Scuppa se redressa dans l’attente de ce qui allait se passer, pendant que, sous le trône, le buveur de sang finissait son repas au son d’applaudissements isolés. Les Gamorréens et les Trandosiens étaient aussi impatients que lui de s’occuper de leur objectif.

— Filez à l’armurerie, leur ordonna Jabba, et préparez-vous.

Il se tourna vers Scuppa.

— Vous devriez être soulagé, mon ami : vous pouvez réactiver les turbolasers.

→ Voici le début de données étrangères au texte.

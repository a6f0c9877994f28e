//! Research paper drafting.
//!
//! Two phases. Notes are accumulated over the retrieved papers the same way
//! the concise synthesizer reads them, starting from the golden rules. Then
//! each of the seven sections is written from the full notes in its own call.

use futures::future::try_join_all;
use tracing::{debug, info};

use super::knowledge::{batches, format_batch, Knowledge};
use super::{prompts, GenerationError, GenerationResult};
use crate::config::{LlmSettings, PipelineSettings};
use crate::llm::{CompletionRequest, LanguageModel};
use crate::models::{DocumentRecord, PaperContent, PaperSection};

/// Notes-then-sections paper generator.
#[derive(Debug, Clone)]
pub struct PaperGenerator {
    chunk_size: usize,
    temperature: f32,
    chunk_max_tokens: u32,
    section_max_tokens: u32,
    parallel_sections: bool,
}

impl PaperGenerator {
    pub fn new(chunk_size: usize, temperature: f32, chunk_max_tokens: u32, section_max_tokens: u32) -> Self {
        Self {
            chunk_size: chunk_size.max(1),
            temperature,
            chunk_max_tokens,
            section_max_tokens,
            parallel_sections: false,
        }
    }

    pub fn from_settings(llm: &LlmSettings, pipeline: &PipelineSettings) -> Self {
        Self::new(
            pipeline.paper_chunk_size,
            llm.temperature,
            llm.chunk_max_tokens,
            llm.section_max_tokens,
        )
        .with_parallel_sections(pipeline.parallel_sections)
    }

    /// Issue the seven section calls concurrently instead of one by one.
    pub fn with_parallel_sections(mut self, parallel: bool) -> Self {
        self.parallel_sections = parallel;
        self
    }

    /// Fold every batch into notes seeded with the golden rules.
    ///
    /// # Errors
    /// `GenerationError::Batch` for the first failing batch
    pub async fn accumulate_notes<L>(
        &self,
        model: &L,
        needs: &str,
        details: &str,
        documents: &[DocumentRecord],
    ) -> GenerationResult<Knowledge>
    where
        L: LanguageModel + ?Sized,
    {
        let mut notes = Knowledge::seeded(prompts::GOLDEN_RULES);
        for (index, batch) in batches(documents, self.chunk_size).enumerate() {
            let papers = format_batch(batch);
            let request = if index == 0 {
                CompletionRequest::new(
                    prompts::NOTES_FIRST_SYSTEM,
                    prompts::notes_first_user(needs, details, &papers),
                    self.temperature,
                    self.chunk_max_tokens,
                )
            } else {
                CompletionRequest::new(
                    prompts::notes_next_system(notes.as_str()),
                    prompts::additional_papers_user(&papers),
                    self.temperature,
                    self.chunk_max_tokens,
                )
            };

            debug!(batch = index, prompt_chars = request.prompt_chars(), "Taking notes");
            let output = model
                .complete(&request)
                .await
                .map_err(|source| GenerationError::Batch { batch: index, source })?;
            notes = notes.absorb(&output);
        }
        Ok(notes)
    }

    /// Write one section from the accumulated notes.
    ///
    /// # Errors
    /// `GenerationError::Section` if the model call fails
    pub async fn generate_section<L>(
        &self,
        model: &L,
        notes: &Knowledge,
        section: PaperSection,
        details: &str,
    ) -> GenerationResult<(PaperSection, String)>
    where
        L: LanguageModel + ?Sized,
    {
        let request = CompletionRequest::new(
            prompts::SECTION_SYSTEM,
            prompts::section_user(notes.as_str(), section, details),
            self.temperature,
            self.section_max_tokens,
        );
        let text = model
            .complete(&request)
            .await
            .map_err(|source| GenerationError::Section { section, source })?;
        debug!(section = %section, chars = text.len(), "Generated section");
        Ok((section, text))
    }

    /// Draft the whole paper. Any failed section fails the draft.
    ///
    /// # Errors
    /// `GenerationError::Batch` or `GenerationError::Section`
    pub async fn generate<L>(
        &self,
        model: &L,
        needs: &str,
        details: &str,
        documents: &[DocumentRecord],
    ) -> GenerationResult<PaperContent>
    where
        L: LanguageModel + ?Sized,
    {
        let notes = self.accumulate_notes(model, needs, details, documents).await?;

        let sections = if self.parallel_sections {
            try_join_all(
                PaperSection::ALL
                    .into_iter()
                    .map(|section| self.generate_section(model, &notes, section, details)),
            )
            .await?
        } else {
            let mut sections = Vec::with_capacity(PaperSection::ALL.len());
            for section in PaperSection::ALL {
                sections.push(self.generate_section(model, &notes, section, details).await?);
            }
            sections
        };

        info!(documents = documents.len(), sections = sections.len(), "Generated paper");
        Ok(PaperContent::from_sections(sections))
    }
}

#[cfg(test)]
mod tests {
    use super::*;
    use crate::llm::Role;
    use crate::testing::{paper, ScriptedModel};

    fn generator() -> PaperGenerator {
        PaperGenerator::new(1, 0.3, 500, 1000)
    }

    fn section_of(request: &CompletionRequest) -> Option<PaperSection> {
        let user = request.content_of(Role::User)?;
        PaperSection::ALL
            .into_iter()
            .find(|s| user.contains(&format!("Write the {s} of")))
    }

    #[tokio::test]
    async fn test_seven_sections_in_canonical_order() {
        let model = ScriptedModel::new(|_, request| {
            Ok(section_of(request).map_or("notes".to_string(), |s| format!("body of {s}")))
        });
        let docs: Vec<_> = ["a", "b", "c", "d", "e"].iter().map(|t| paper(t)).collect();

        let content = generator().generate(&model, "paper", "LFP", &docs).await.unwrap();

        assert_eq!(
            content.section_titles(),
            vec![
                "Title & Abstract",
                "Introduction",
                "Literature Review",
                "Methods",
                "Results",
                "Discussion",
                "Conclusion"
            ]
        );
        assert_eq!(content.get(PaperSection::Discussion), Some("body of Discussion"));
        // five note batches plus seven sections
        assert_eq!(model.calls(), 12);
    }

    #[tokio::test]
    async fn test_every_document_reaches_the_model() {
        let model = ScriptedModel::constant("noted");
        let docs = vec![paper("first"), paper("middle"), paper("last")];

        generator().accumulate_notes(&model, "n", "d", &docs).await.unwrap();

        let requests = model.requests();
        assert_eq!(requests.len(), 3);
        assert!(requests[2].content_of(Role::User).unwrap().contains("last title"));
    }

    #[tokio::test]
    async fn test_notes_start_from_golden_rules() {
        let model = ScriptedModel::new(|i, _| Ok(format!("note{i}")));
        let notes = generator()
            .accumulate_notes(&model, "n", "d", &[paper("a"), paper("b")])
            .await
            .unwrap();

        assert!(notes.as_str().starts_with("Golden rules:\n1) "));
        assert!(notes.as_str().ends_with("note0\nnote1\n"));

        let second_system = model.requests()[1].content_of(Role::System).unwrap().to_string();
        assert!(second_system.contains("Golden rules:"));
        assert!(second_system.contains("note0"));
    }

    #[tokio::test]
    async fn test_section_prompts_carry_notes_and_details() {
        let model = ScriptedModel::constant("text");
        generator().generate(&model, "n", "solid-state cells", &[]).await.unwrap();

        let requests = model.requests();
        assert_eq!(requests.len(), 7);
        for request in &requests {
            assert_eq!(request.max_tokens, 1000);
            let user = request.content_of(Role::User).unwrap();
            assert!(user.contains("Golden rules:"));
            assert!(user.contains("details: solid-state cells"));
        }
    }

    #[tokio::test]
    async fn test_parallel_sections_keep_order() {
        let model = ScriptedModel::new(|_, request| {
            Ok(section_of(request).map_or("notes".to_string(), |s| s.title().to_lowercase()))
        });

        let content = generator()
            .with_parallel_sections(true)
            .generate(&model, "n", "d", &[paper("a")])
            .await
            .unwrap();

        let texts: Vec<_> = content.sections().map(|(_, t)| t.to_string()).collect();
        assert_eq!(texts[0], "title & abstract");
        assert_eq!(texts[6], "conclusion");
    }

    #[tokio::test]
    async fn test_section_failure_fails_generation() {
        // call 0 is the single note batch, call 3 is the third section
        let model = ScriptedModel::failing_at(3, "ok");
        let err = generator().generate(&model, "n", "d", &[paper("a")]).await.unwrap_err();
        assert!(matches!(
            err,
            GenerationError::Section {
                section: PaperSection::LiteratureReview,
                ..
            }
        ));
    }
}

En quelques minutes, la barge de transport de la prison, le Purge, parvint à portée de tir. Jabba ordonna à Scuppa d’ignorer toute requête d’identification de la part du capitaine et ce silence eut le résultat escompté : la barge activa ses propres systèmes d’armement, pensant que le Joyau des étoiles était un vaisseau pirate ou pire encore.

La voix du capitaine du Purge, quand elle s’éleva dans l’intercom, était plus impatiente que jamais.

— Je m’adresse au capitaine du yacht spatial non identifié. Vous êtes dans un couloir d’approche réservé au transport en direction du pénitencier Engrenage Sept. Identifiez-vous immédiatement, sinon nous ouvrirons le feu.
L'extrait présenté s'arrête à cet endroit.